= William F. Heimlich =

American journalist and intelligence officer

William F. "Bill" Heimlich (September 28, 1911 – June 1, 1996) was an American intelligence officer and director of the RIAS (Rundfunk im amerikanischen Sektor, "Radio in the American Sector") after World War II.

==Life and career==
Heimlich, a native of Ohio, worked as a radio broadcaster during his time at Ohio State University, becoming a senior staff member of University Radio (WOSU) and receiving a national award for best radio documentary.

After receiving degrees in political science and European history, Heimlich was called to active duty in 1941 and served as an infantry officer in Europe, where he fought in the Battle of the Bulge. Later, he was with the first American troops to enter Berlin in 1945.

In Berlin, he was the assistant chief of staff for U.S. intelligence operations, before being appointed director of RIAS:Berlin by General Lucius D. Clay in early 1948, a position that he retained until 1949. Heimlich transferred to the Air Force in the mid-1950s, and completed his active duty as a colonel, retiring from the reserve in 1971. In his military career, he was awarded the Bronze Star and the Army and Air Force Commendation medals, as well as awards from the French and Belgian governments.

Heimlich settled in the Washington, D.C. area in 1951, where he worked as an investigator and consultant for the Senate Foreign Relations Committee and other congressional committees. During the Eisenhower administration, he was the public affairs director for the Office of Civil and Defense Mobilization.

Beginning in 1961, Heimlich was a vice president of the Association of National Advertisers, where he helped in establishing the National Council of Better Business Bureaus. He retired in 1976. After his retirement, Heimlich volunteered with what became the Arts Council of Fairfax County, becoming a board member, and its president in the mid-1970s.

==Death of Adolf Hitler==
In mid-December 1945, the Soviets allowed the U.S., Britain and France to investigate the Reich Chancellery bunker complex grounds, although this was cut short by the Soviets after one day. Heimlich reputedly led an American private intelligence detail to learn facts related to the death of Adolf Hitler. According to Heimlich, his final report to Washington on his investigation found "no proof of Hitler's death in Berlin in 1945". In his introduction to the 1947 book Who Killed Hitler?, edited by Herbert Moore and James W. Barrett, Heimlich claimed that he was not "able to find any evidence that [Hitler's] body was burned", and that he could not find "any persons who witnessed Hitler's last days in the Reischschancellory". Heimlich went on to claim that he could not find "any reliable witness of Hitler's activities after April 22, 1945—nine days before the date of his supposed suicide".
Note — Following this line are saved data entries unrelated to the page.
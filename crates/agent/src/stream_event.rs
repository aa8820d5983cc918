//! Agent-level streaming events.
//!
//! `AgentStreamEvent` is the live progress feed of one model turn and the
//! tool calls that follow it. The CLI renders these to the console as they
//! arrive. Nothing in the loop waits on a consumer.

use serde::{Deserialize, Serialize};
use tokio::sync::mpsc;

/// Events emitted by the agent while a turn is in flight.
///
/// - `reasoning`: hidden reasoning fragment
/// - `chunk`: visible text fragment
/// - `tool_call`: a tool call slot received its name
/// - `tool_arguments`: argument text for a slot grew
/// - `tool_result`: a tool call finished
/// - `error`: the turn failed
#[derive(Debug, Clone, PartialEq, Serialize, Deserialize)]
#[serde(tag = "type", rename_all = "snake_case")]
pub enum AgentStreamEvent {
    /// Hidden reasoning fragment.
    Reasoning { content: String },

    /// Visible text fragment.
    Chunk { content: String },

    /// The model started preparing a tool call.
    ToolCall { index: usize, name: String },

    /// Argument characters received so far for a tool call.
    ToolArguments {
        index: usize,
        name: String,
        chars: usize,
    },

    /// A tool call completed. `preview` is truncated for display.
    ToolResult {
        id: String,
        name: String,
        preview: String,
        success: bool,
    },

    /// The turn failed before an assistant message was produced.
    Error { message: String },
}

impl AgentStreamEvent {
    /// Short event name, used in logs.
    pub fn event_type(&self) -> &'static str {
        match self {
            Self::Reasoning { .. } => "reasoning",
            Self::Chunk { .. } => "chunk",
            Self::ToolCall { .. } => "tool_call",
            Self::ToolArguments { .. } => "tool_arguments",
            Self::ToolResult { .. } => "tool_result",
            Self::Error { .. } => "error",
        }
    }
}

/// Optional sink for stream events. Sending never fails the caller: a
/// dropped receiver just silences the feed.
#[derive(Debug, Clone, Default)]
pub struct StreamObserver {
    tx: Option<mpsc::UnboundedSender<AgentStreamEvent>>,
}

impl StreamObserver {
    pub fn new(tx: mpsc::UnboundedSender<AgentStreamEvent>) -> Self {
        Self { tx: Some(tx) }
    }

    /// An observer that discards everything.
    pub fn none() -> Self {
        Self::default()
    }

    pub fn emit(&self, event: AgentStreamEvent) {
        if let Some(tx) = &self.tx {
            let _ = tx.send(event);
        }
    }
}
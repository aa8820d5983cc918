//! Streaming response assembly.
//!
//! Folds the incremental deltas of one model turn into a single assistant
//! [`Message`]. Text and reasoning fragments are concatenated in arrival
//! order. Tool call fragments are addressed by index into a growable list of
//! slots; a slot's argument text is the concatenation of every fragment sent
//! to its index, and its name is fixed by the first non-empty name fragment.

use quill_core::error::ProviderError;
use quill_core::message::{Message, MessageToolCall, Role};
use quill_core::provider::{StreamDelta, ToolCallDelta};
use tokio::sync::mpsc;
use tracing::{trace, warn};

use crate::stream_event::{AgentStreamEvent, StreamObserver};

/// How far past the current slots a fragment index may reach.
pub const MAX_TOOL_CALLS_PER_TURN: usize = 128;

#[derive(Debug, Default)]
struct Slot {
    /// Whether any fragment ever addressed this index
    touched: bool,
    id: String,
    name: String,
    arguments: String,
    argument_chars: usize,
}

/// Accumulates the deltas of one streamed turn.
#[derive(Debug, Default)]
pub struct StreamAssembler {
    role: Option<Role>,
    content: String,
    reasoning: String,
    slots: Vec<Slot>,
    rejected_indices: Vec<usize>,
    finish_reason: Option<String>,
    observer: StreamObserver,
}

/// The result of a finished stream.
#[derive(Debug, Clone, PartialEq)]
pub struct AssembledMessage {
    pub role: Role,
    pub content: Option<String>,
    pub reasoning: Option<String>,
    /// Completed tool calls, in index order
    pub tool_calls: Vec<MessageToolCall>,
    pub finish_reason: Option<String>,
    /// Indices that were padded over but never received a fragment
    pub skipped_indices: Vec<usize>,
    /// Indices too far out of range to address; their fragments were dropped
    pub rejected_indices: Vec<usize>,
}

impl AssembledMessage {
    /// The canonical assistant turn for the history.
    pub fn into_message(self) -> Message {
        let mut message = Message::assistant_with_tools(self.content, self.reasoning, self.tool_calls);
        message.role = self.role;
        message
    }
}

impl StreamAssembler {
    pub fn new() -> Self {
        Self::default()
    }

    /// Report progress to `observer` as fragments arrive.
    pub fn with_observer(mut self, observer: StreamObserver) -> Self {
        self.observer = observer;
        self
    }

    /// Fold one delta into the in-progress turn.
    pub fn push(&mut self, delta: StreamDelta) {
        if self.role.is_none() {
            self.role = delta.role;
        }

        if let Some(reasoning) = delta.reasoning.filter(|r| !r.is_empty()) {
            self.reasoning.push_str(&reasoning);
            self.observer
                .emit(AgentStreamEvent::Reasoning { content: reasoning });
        }

        if let Some(content) = delta.content.filter(|c| !c.is_empty()) {
            self.content.push_str(&content);
            self.observer.emit(AgentStreamEvent::Chunk { content });
        }

        for fragment in delta.tool_calls {
            self.push_tool_fragment(fragment);
        }

        if delta.finish_reason.is_some() {
            self.finish_reason = delta.finish_reason;
        }
    }

    fn push_tool_fragment(&mut self, fragment: ToolCallDelta) {
        let index = fragment.index;
        if index >= self.slots.len() + MAX_TOOL_CALLS_PER_TURN {
            warn!(index, slots = self.slots.len(), "Dropping tool call fragment with impossible index");
            if !self.rejected_indices.contains(&index) {
                self.rejected_indices.push(index);
            }
            return;
        }
        if index >= self.slots.len() {
            self.slots.resize_with(index + 1, Slot::default);
        }
        let slot = &mut self.slots[index];
        slot.touched = true;

        if let Some(id) = fragment.id.filter(|id| !id.is_empty()) {
            slot.id = id;
        }

        if let Some(name) = fragment.name.filter(|n| !n.is_empty())
            && slot.name.is_empty()
        {
            slot.name = name;
            self.observer.emit(AgentStreamEvent::ToolCall {
                index,
                name: slot.name.clone(),
            });
        }

        if let Some(args) = fragment.arguments.filter(|a| !a.is_empty()) {
            slot.argument_chars += args.chars().count();
            slot.arguments.push_str(&args);
            self.observer.emit(AgentStreamEvent::ToolArguments {
                index,
                name: slot.name.clone(),
                chars: slot.argument_chars,
            });
        }
    }

    /// Close the turn.
    ///
    /// Slots that never received a fragment are a protocol violation: they
    /// are logged, listed in `skipped_indices` and dropped. Slots that never
    /// received an id cannot be answered by a tool turn and are dropped too.
    /// Out-of-range indices were already rejected while streaming.
    pub fn finish(self) -> AssembledMessage {
        let mut skipped_indices = Vec::new();
        let mut tool_calls = Vec::with_capacity(self.slots.len());

        for (index, slot) in self.slots.into_iter().enumerate() {
            if !slot.touched {
                skipped_indices.push(index);
                continue;
            }
            if slot.id.is_empty() {
                warn!(index, name = %slot.name, "Dropping tool call without an id");
                continue;
            }
            tool_calls.push(MessageToolCall::new(slot.id, slot.name, slot.arguments));
        }

        if !skipped_indices.is_empty() {
            warn!(?skipped_indices, "Stream skipped tool call indices");
        }

        trace!(
            content_len = self.content.len(),
            reasoning_len = self.reasoning.len(),
            tool_calls = tool_calls.len(),
            "Assembled streamed turn"
        );

        AssembledMessage {
            role: self.role.unwrap_or(Role::Assistant),
            content: Some(self.content).filter(|c| !c.is_empty()),
            reasoning: Some(self.reasoning).filter(|r| !r.is_empty()),
            tool_calls,
            finish_reason: self.finish_reason,
            skipped_indices,
            rejected_indices: self.rejected_indices,
        }
    }

    /// Drain a provider stream to completion.
    ///
    /// Deltas are consumed strictly in arrival order. A stream error aborts
    /// the turn; the partial state is discarded.
    pub async fn collect(
        mut self,
        rx: &mut mpsc::Receiver<Result<StreamDelta, ProviderError>>,
    ) -> Result<AssembledMessage, ProviderError> {
        while let Some(delta) = rx.recv().await {
            self.push(delta?);
        }
        Ok(self.finish())
    }
}
//! `quill [PROMPT]`: run the writing agent.

use clap::Args;
use quill_agent::{
    AgentError, AgentLoop, AgentStreamEvent, EmergencyOutcome, RunOutcome, RunReport, Session,
    ShutdownSignal, StreamObserver, system_prompt,
};
use quill_config::AppConfig;
use quill_core::event::EventBus;
use quill_core::tool::ProjectContext;
use std::io::{BufRead, Write};
use std::path::{Path, PathBuf};
use std::sync::Arc;
use tokio::sync::{broadcast, mpsc};
use tracing::{info, warn};

use super::render::{StreamRenderer, describe};

const QUIT_WORDS: [&str; 3] = ["quit", "exit", "q"];

#[derive(Args, Debug, Default)]
pub struct WriteArgs {
    /// Your writing request (e.g. "Create a mystery novel")
    pub prompt: Option<String>,

    /// Continue from a context summary or checkpoint file
    #[arg(long, value_name = "FILE", conflicts_with = "prompt")]
    pub recover: Option<PathBuf>,

    /// Override the configured model
    #[arg(long)]
    pub model: Option<String>,

    /// Override the iteration cap
    #[arg(long)]
    pub max_iterations: Option<u32>,
}

/// Where the run's first user turn comes from.
#[derive(Debug, PartialEq, Eq)]
pub enum Seed {
    Prompt(String),
    Recover(PathBuf),
    /// The user declined to enter a prompt.
    Quit,
}

/// Resolve the seed from arguments, falling back to one line of `input`
/// after prompting on `output`.
pub fn resolve_seed(
    args: &WriteArgs,
    input: &mut impl BufRead,
    output: &mut impl Write,
) -> Result<Seed, AgentError> {
    if let Some(path) = &args.recover {
        return Ok(Seed::Recover(path.clone()));
    }
    if let Some(prompt) = &args.prompt {
        return Ok(Seed::Prompt(prompt.clone()));
    }

    if let Err(e) = write!(output, "Enter your writing request (or 'quit' to exit): ")
        .and_then(|()| output.flush())
    {
        warn!(error = %e, "Could not write the input prompt");
    }
    let mut line = String::new();
    input.read_line(&mut line)?;
    let line = line.trim();

    if QUIT_WORDS.contains(&line.to_lowercase().as_str()) {
        return Ok(Seed::Quit);
    }
    if line.is_empty() {
        return Err(AgentError::EmptyPrompt);
    }
    Ok(Seed::Prompt(line.to_string()))
}

pub async fn run(args: WriteArgs, config_path: Option<&Path>) -> Result<(), Box<dyn std::error::Error>> {
    let mut config =
        AppConfig::load_with(config_path).map_err(|e| format!("Failed to load config: {e}"))?;
    if let Some(model) = &args.model {
        config.model = model.clone();
    }
    if let Some(max) = args.max_iterations {
        config.agent.max_iterations = max.max(1);
    }

    // Input errors are fatal before anything touches the network.
    let seed = resolve_seed(&args, &mut std::io::stdin().lock(), &mut std::io::stdout())?;
    let project = ProjectContext::new(&config.output_dir);
    let prompt = system_prompt(&config);
    let session = match seed {
        Seed::Quit => {
            println!("Goodbye!");
            return Ok(());
        }
        Seed::Prompt(text) => Session::new(&config.model, prompt, &text, project)?,
        Seed::Recover(path) => {
            println!("Recovering from {}", path.display());
            Session::recover(&config.model, prompt, &path, project)?
        }
    };

    if !config.has_api_key() {
        eprintln!();
        eprintln!("  ERROR: No API key configured!");
        eprintln!();
        eprintln!("  Set one of these environment variables:");
        eprintln!("    export MOONSHOT_API_KEY='sk-...'   (recommended)");
        eprintln!("    export QUILL_API_KEY='sk-...'      (generic)");
        eprintln!();
        eprintln!("  Or add it to your config file:");
        eprintln!("    {}", AppConfig::config_dir().join("config.toml").display());
        eprintln!();
        return Err("No API key found. See above for setup instructions.".into());
    }

    let provider = quill_providers::build_from_config(&config)?;
    let tools = Arc::new(quill_tools::default_registry());

    println!();
    println!("  Quill");
    println!("  Model:      {}", config.model);
    println!("  Output:     {}", config.output_dir.display());
    println!("  Iterations: up to {}", config.agent.max_iterations);
    println!(
        "  Context:    compress at {} of {} tokens",
        config.context.compression_threshold, config.context.token_limit
    );
    println!();

    let bus = Arc::new(EventBus::default());
    let status = tokio::spawn(print_status(bus.subscribe()));
    let (stream_tx, stream_rx) = mpsc::unbounded_channel();
    let stream = tokio::spawn(print_stream(stream_rx));

    let shutdown = ShutdownSignal::new();
    tokio::spawn(watch_signals(shutdown.clone()));

    let agent = AgentLoop::new(provider, tools, &config)
        .with_event_bus(bus.clone())
        .with_observer(StreamObserver::new(stream_tx))
        .with_shutdown(shutdown);

    let report = agent.run(session).await;

    drop(agent);
    drop(bus);
    let _ = stream.await;
    let _ = status.await;

    print_report(&report);
    Ok(())
}

async fn print_stream(mut rx: mpsc::UnboundedReceiver<AgentStreamEvent>) {
    let mut renderer = StreamRenderer::default();
    let mut stdout = std::io::stdout();
    while let Some(event) = rx.recv().await {
        if let Err(e) = renderer.render(&event, &mut stdout) {
            warn!(error = %e, "Could not write to stdout");
        }
    }
    println!();
}

async fn print_status(mut rx: broadcast::Receiver<Arc<quill_core::event::DomainEvent>>) {
    loop {
        match rx.recv().await {
            Ok(event) => {
                if let Some(line) = describe(&event) {
                    eprintln!("\n{line}");
                }
            }
            Err(broadcast::error::RecvError::Lagged(missed)) => {
                warn!(missed, "Status display fell behind");
            }
            Err(broadcast::error::RecvError::Closed) => break,
        }
    }
}

/// First SIGINT/SIGTERM requests a graceful stop; a second one exits at once.
async fn watch_signals(shutdown: ShutdownSignal) {
    wait_for_signal().await;
    if shutdown.trigger() {
        eprintln!("\nInterrupt received. Saving context before exit (interrupt again to force quit)...");
        info!("Shutdown requested");
    }
    wait_for_signal().await;
    eprintln!("\nForced exit. Context may not have been saved.");
    std::process::exit(130);
}

async fn wait_for_signal() {
    #[cfg(unix)]
    {
        use tokio::signal::unix::{SignalKind, signal};
        match signal(SignalKind::terminate()) {
            Ok(mut sigterm) => {
                tokio::select! {
                    _ = tokio::signal::ctrl_c() => {}
                    _ = sigterm.recv() => {}
                }
            }
            Err(e) => {
                warn!(error = %e, "Could not listen for SIGTERM");
                let _ = tokio::signal::ctrl_c().await;
            }
        }
    }
    #[cfg(not(unix))]
    {
        let _ = tokio::signal::ctrl_c().await;
    }
}

fn print_report(report: &RunReport) {
    println!();
    match &report.outcome {
        RunOutcome::Completed => {
            println!("Task completed in {} iterations.", report.iterations);
            if let Some(project) = report.session.project.active() {
                println!("Your work is in {}", project.display());
            }
        }
        RunOutcome::MaxIterationsReached { checkpoint } => {
            println!("Reached the maximum of {} iterations.", report.iterations);
            match checkpoint {
                Some(checkpoint) => {
                    println!("Context saved to {}", checkpoint.record.summary_file.display());
                    println!(
                        "Continue with: quill --recover \"{}\"",
                        checkpoint.record.summary_file.display()
                    );
                }
                None => println!("The final checkpoint could not be written."),
            }
        }
        RunOutcome::Aborted { reason, emergency } => {
            println!("Run stopped ({reason}) after {} iterations.", report.iterations);
            match emergency {
                EmergencyOutcome::Checkpointed(checkpoint) => {
                    println!("Full context saved to {}", checkpoint.record.summary_file.display());
                    println!(
                        "To resume later, run: quill --recover \"{}\"",
                        checkpoint.record.summary_file.display()
                    );
                }
                EmergencyOutcome::RawDump { path, error } => {
                    println!("Emergency save failed ({error}).");
                    println!("Raw message dump saved to {}", path.display());
                }
                EmergencyOutcome::Lost { error } => {
                    println!("Emergency save failed, context may be lost: {error}");
                }
            }
        }
    }
    println!("Goodbye!");
}

#[cfg(test)]
mod tests {
    use super::*;
    use std::io::Cursor;

    #[test]
    fn prompt_argument_wins() {
        let args = WriteArgs {
            prompt: Some("Write a novel".into()),
            ..Default::default()
        };
        let seed = resolve_seed(&args, &mut Cursor::new("ignored\n"), &mut Vec::new()).unwrap();
        assert_eq!(seed, Seed::Prompt("Write a novel".into()));
    }

    #[test]
    fn recover_argument_selects_recovery() {
        let args = WriteArgs {
            recover: Some(PathBuf::from("summary.md")),
            ..Default::default()
        };
        let seed = resolve_seed(&args, &mut Cursor::new(""), &mut Vec::new()).unwrap();
        assert_eq!(seed, Seed::Recover(PathBuf::from("summary.md")));
    }

    #[test]
    fn interactive_prompt_is_trimmed() {
        let seed = resolve_seed(&WriteArgs::default(), &mut Cursor::new("  A sea saga \n"), &mut Vec::new()).unwrap();
        assert_eq!(seed, Seed::Prompt("A sea saga".into()));
    }

    #[test]
    fn interactive_prompt_is_written_to_output() {
        let mut out = Vec::new();
        resolve_seed(&WriteArgs::default(), &mut Cursor::new("saga\n"), &mut out).unwrap();
        assert_eq!(
            String::from_utf8(out).unwrap(),
            "Enter your writing request (or 'quit' to exit): "
        );
    }

    struct BrokenPipe;

    impl Write for BrokenPipe {
        fn write(&mut self, _buf: &[u8]) -> std::io::Result<usize> {
            Err(std::io::Error::new(std::io::ErrorKind::BrokenPipe, "closed"))
        }

        fn flush(&mut self) -> std::io::Result<()> {
            Err(std::io::Error::new(std::io::ErrorKind::BrokenPipe, "closed"))
        }
    }

    #[test]
    fn unwritable_output_still_reads_prompt() {
        let seed =
            resolve_seed(&WriteArgs::default(), &mut Cursor::new("A sea saga\n"), &mut BrokenPipe).unwrap();
        assert_eq!(seed, Seed::Prompt("A sea saga".into()));
    }

    #[test]
    fn quit_words_exit_cleanly() {
        for word in ["quit", "EXIT", "q"] {
            let seed = resolve_seed(&WriteArgs::default(), &mut Cursor::new(format!("{word}\n")), &mut Vec::new()).unwrap();
            assert_eq!(seed, Seed::Quit);
        }
    }

    #[test]
    fn empty_interactive_input_is_fatal() {
        let err = resolve_seed(&WriteArgs::default(), &mut Cursor::new("\n"), &mut Vec::new()).unwrap_err();
        assert!(matches!(err, AgentError::EmptyPrompt));
        assert!(err.is_fatal_input());
    }

    #[test]
    fn recover_conflicts_with_prompt() {
        use clap::Parser;

        #[derive(Parser)]
        struct TestCli {
            #[command(flatten)]
            write: WriteArgs,
        }

        assert!(TestCli::try_parse_from(["quill", "a prompt", "--recover", "x.md"]).is_err());
        let cli = TestCli::try_parse_from(["quill", "--recover", "x.md", "--max-iterations", "5"]).unwrap();
        assert_eq!(cli.write.recover, Some(PathBuf::from("x.md")));
        assert_eq!(cli.write.max_iterations, Some(5));
    }
}
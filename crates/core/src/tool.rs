//! Tool trait: the abstraction over agent capabilities.
//!
//! Tools are what give the agent the ability to act in the world: create a
//! project folder, write chapter files. Each one is a name-addressed,
//! fallible function over a flat record of named arguments.

use async_trait::async_trait;
use std::collections::BTreeMap;
use std::path::{Path, PathBuf};
use crate::error::ToolError;
use crate::provider::ToolDefinition;

/// Flat record of named tool arguments.
pub type ToolArguments = serde_json::Map<String, serde_json::Value>;

/// The project a run is writing into.
///
/// Owned by the session and lent to tools by `&mut`, so a tool that creates
/// a project can make it the active one for every later call.
#[derive(Debug, Clone, Default, PartialEq, Eq)]
pub struct ProjectContext {
    /// Directory under which project folders are created
    pub output_dir: PathBuf,

    /// The currently active project folder, if any
    active: Option<PathBuf>,
}

impl ProjectContext {
    pub fn new(output_dir: impl Into<PathBuf>) -> Self {
        Self {
            output_dir: output_dir.into(),
            active: None,
        }
    }

    /// The active project folder.
    pub fn active(&self) -> Option<&Path> {
        self.active.as_deref()
    }

    /// Make `folder` the active project.
    pub fn set_active(&mut self, folder: impl Into<PathBuf>) {
        self.active = Some(folder.into());
    }

    /// Where durable artifacts (summaries) belong: the active project
    /// folder, or the current directory when no project exists yet.
    pub fn artifact_dir(&self) -> PathBuf {
        self.active
            .clone()
            .unwrap_or_else(|| PathBuf::from("."))
    }
}

/// The core Tool trait.
///
/// Tools are registered in the [`ToolRegistry`] and made available to the
/// dispatcher. Every tool is treated as fallible.
#[async_trait]
pub trait Tool: Send + Sync {
    /// The unique name of this tool (e.g., "write_file").
    fn name(&self) -> &str;

    /// A description of what this tool does (sent to the model).
    fn description(&self) -> &str;

    /// JSON Schema describing this tool's parameters.
    fn parameters_schema(&self) -> serde_json::Value;

    /// Execute the tool, returning a short human-readable result.
    async fn execute(
        &self,
        arguments: ToolArguments,
        project: &mut ProjectContext,
    ) -> std::result::Result<String, ToolError>;

    /// Convert this tool into a ToolDefinition for sending to the model.
    fn to_definition(&self) -> ToolDefinition {
        ToolDefinition {
            name: self.name().to_string(),
            description: self.description().to_string(),
            parameters: self.parameters_schema(),
        }
    }
}

/// A registry of available tools, keyed by name.
pub struct ToolRegistry {
    tools: BTreeMap<String, Box<dyn Tool>>,
}

impl ToolRegistry {
    pub fn new() -> Self {
        Self {
            tools: BTreeMap::new(),
        }
    }

    /// Register a tool. Replaces any existing tool with the same name.
    pub fn register(&mut self, tool: Box<dyn Tool>) {
        let name = tool.name().to_string();
        self.tools.insert(name, tool);
    }

    /// Get a tool by name.
    pub fn get(&self, name: &str) -> Option<&dyn Tool> {
        self.tools.get(name).map(|t| t.as_ref())
    }

    /// Get all tool definitions (for sending to the model), sorted by name.
    pub fn definitions(&self) -> Vec<ToolDefinition> {
        self.tools.values().map(|t| t.to_definition()).collect()
    }

    /// List all registered tool names.
    pub fn names(&self) -> Vec<&str> {
        self.tools.keys().map(|s| s.as_str()).collect()
    }

    pub fn len(&self) -> usize {
        self.tools.len()
    }

    pub fn is_empty(&self) -> bool {
        self.tools.is_empty()
    }
}

impl Default for ToolRegistry {
    fn default() -> Self {
        Self::new()
    }
}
On May 25, 1952, statements by Heimlich about Hitler's death appeared in the National Police Gazette, an American tabloid-style magazine, and several days later in Germany's Darmstädter Tageblatt. Heimlich claimed that he had investigated the facts of Hitler's demise, and had found no concrete evidence supporting his death, only rumors. He claimed that the blood on the couch where Hitler shot himself was human blood, but the blood type was neither Hitler's or Eva Braun's. He further claimed that his investigators had thoroughly sifted through the dirt of the Chancellery garden and found "no traces of any human bodies" and "no traces of any burning" of bodies. In fact, the Germans conducted the digging during the day's investigation. According to historian Anton Joachimsthaler, Heimlich's dubious description of the process matches what the Russians themselves did, in the process finding Hitler's and Braun's dentures.

Pursuant to declassified American intelligence files reviewed by historian Luke Daly-Groves, certain information was kept from Heimlich as to the investigations of Hitler's death "...because higher-ranking American intelligence officers were aware that he was attempting to capitalise on sensational rumours". Daly-Groves contends these suspicions of the higher-ranking US Army officers turned out to be correct, given Heimlich statements in the book, Who Killed Hitler? and further that Heimlich's arguments show that he was not fully informed pursuant to the evidence. In 2020, historian Richard J. Evans stated that Heimlich resented "being side-lined in favour of Trevor-Roper's investigation ... [and was] ill informed" and also that the story about Hitler being murdered on Himmler's orders "has never been taken seriously by historians".

==Personal life==
In 1951, Heimlich married the German dancer and cabaret artist Christina Ohlsen, whom he met in Berlin in 1945.

Heimlich died of a stroke in 1996. His memories of his time in occupied Berlin and as director of the RIAS, as well as the beginning of his love affair with his future wife were published in 2000 in the book Heimlich im Kalten Krieg ("Secretly in the Cold War") by Tamara Donentat and his widow, with the help of Heimlich's notes. After they settled in the United States, Ohlsen taught dance and was a founder and the director of the annual International Children's Festival at Wolf Trap National Park for the Performing Arts.